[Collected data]
○ ○ ○
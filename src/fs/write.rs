use std::fs::{self, File};
use std::path::{Component, Path, PathBuf};

use crate::catalog::validate_relative_path;
use crate::error::{Error, IoResultExt, Result};

/// resolve a catalog path to its destination below `root`
///
/// rejects anything that could land outside `root`.
pub fn destination_path(root: &Path, relative: &str) -> Result<PathBuf> {
    validate_relative_path(relative)?;

    let rel = Path::new(relative);
    if !rel.components().all(|c| matches!(c, Component::Normal(_))) {
        return Err(Error::InvalidEntry(relative.to_string()));
    }
    Ok(root.join(rel))
}

/// create a file for writing, replacing whatever regular file or symlink is there
///
/// parent directories are created as needed. a directory in the way is an error.
pub fn replace_file(path: &Path) -> Result<File> {
    if let Some(parent) = path.parent() {
        fs::create_dir_all(parent).with_path(parent)?;
    }

    // remove existing
    if let Ok(meta) = path.symlink_metadata() {
        if meta.is_dir() {
            return Err(Error::Io {
                path: path.to_path_buf(),
                source: std::io::Error::new(
                    std::io::ErrorKind::AlreadyExists,
                    "a directory exists at the destination",
                ),
            });
        }
        fs::remove_file(path).with_path(path)?;
    }

    File::create(path).with_path(path)
}

/// ensure `path` is a writable directory, creating it if absent
pub fn prepare_directory(path: &Path) -> Result<()> {
    if path.exists() {
        let meta = fs::metadata(path).with_path(path)?;
        if !meta.is_dir() {
            return Err(Error::NotADirectory(path.to_path_buf()));
        }
        if meta.permissions().readonly() {
            return Err(Error::PermissionDenied(path.to_path_buf()));
        }
        return Ok(());
    }

    fs::create_dir_all(path).map_err(|e| match e.kind() {
        std::io::ErrorKind::PermissionDenied => Error::PermissionDenied(path.to_path_buf()),
        _ => Error::Io {
            path: path.to_path_buf(),
            source: e,
        },
    })
}

/// sync a directory to disk
pub fn fsync_dir(path: &Path) -> std::io::Result<()> {
    File::open(path)?.sync_all()
}

/// a temp file in the store's staging area, removed on drop unless kept
pub(crate) struct StagedFile {
    path: PathBuf,
    keep: bool,
}

impl StagedFile {
    /// create the file at `path`
    pub(crate) fn create(path: PathBuf) -> Result<(Self, File)> {
        let file = File::create(&path).with_store_path(&path)?;
        Ok((Self { path, keep: false }, file))
    }

    pub(crate) fn path(&self) -> &Path {
        &self.path
    }

    /// rename into place; the guard no longer owns the file afterwards
    pub(crate) fn install(mut self, dest: &Path) -> Result<()> {
        fs::rename(&self.path, dest).with_store_path(dest)?;
        self.keep = true;
        Ok(())
    }
}

impl Drop for StagedFile {
    fn drop(&mut self) {
        if !self.keep {
            let _ = fs::remove_file(&self.path);
        }
    }
}

#[cfg(test)]
mod tests {
    use super::*;
    use std::io::Write;
    use tempfile::tempdir;

    #[test]
    fn test_staged_file_removed_unless_installed() {
        let dir = tempdir().unwrap();

        let (staged, mut file) = StagedFile::create(dir.path().join("abandoned")).unwrap();
        file.write_all(b"partial").unwrap();
        drop(file);
        drop(staged);
        assert!(!dir.path().join("abandoned").exists());

        let (staged, mut file) = StagedFile::create(dir.path().join("staged")).unwrap();
        file.write_all(b"complete").unwrap();
        drop(file);
        staged.install(&dir.path().join("final")).unwrap();
        assert!(!dir.path().join("staged").exists());
        assert_eq!(fs::read(dir.path().join("final")).unwrap(), b"complete");
    }

    #[test]
    fn test_staged_file_failed_install_cleans_up() {
        let dir = tempdir().unwrap();

        let (staged, _file) = StagedFile::create(dir.path().join("staged")).unwrap();
        let err = staged
            .install(&dir.path().join("no/such/dir/final"))
            .unwrap_err();

        assert!(matches!(err, Error::StoreIo { .. }));
        assert!(!dir.path().join("staged").exists());
    }

    #[test]
    fn test_destination_path() {
        let root = Path::new("/restore");
        assert_eq!(
            destination_path(root, "a/b.txt").unwrap(),
            PathBuf::from("/restore/a/b.txt")
        );
        assert!(destination_path(root, "../etc/passwd").is_err());
        assert!(destination_path(root, "/etc/passwd").is_err());
        assert!(destination_path(root, "a/./b").is_err());
    }

    #[test]
    fn test_replace_file_overwrites() {
        let dir = tempdir().unwrap();
        let path = dir.path().join("nested/dir/file.txt");

        replace_file(&path).unwrap().write_all(b"old content").unwrap();
        replace_file(&path).unwrap().write_all(b"new").unwrap();

        assert_eq!(fs::read(&path).unwrap(), b"new");
    }

    #[test]
    fn test_replace_file_refuses_directory() {
        let dir = tempdir().unwrap();
        let path = dir.path().join("occupied");
        fs::create_dir(&path).unwrap();

        assert!(matches!(replace_file(&path), Err(Error::Io { .. })));
        assert!(path.is_dir());
    }

    #[test]
    fn test_prepare_directory() {
        let dir = tempdir().unwrap();
        let out = dir.path().join("a/b");
        prepare_directory(&out).unwrap();
        assert!(out.is_dir());
        prepare_directory(&out).unwrap();

        let file = dir.path().join("file");
        fs::write(&file, "x").unwrap();
        assert!(matches!(
            prepare_directory(&file),
            Err(Error::NotADirectory(_))
        ));
    }
}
○ ○ ○
> _What needs to be done_: Whenever the word "catalog" occurs in a line above, copy that line.

> _Task solution_:
use crate::catalog::validate_relative_path;
/// resolve a catalog path to its destination below `root`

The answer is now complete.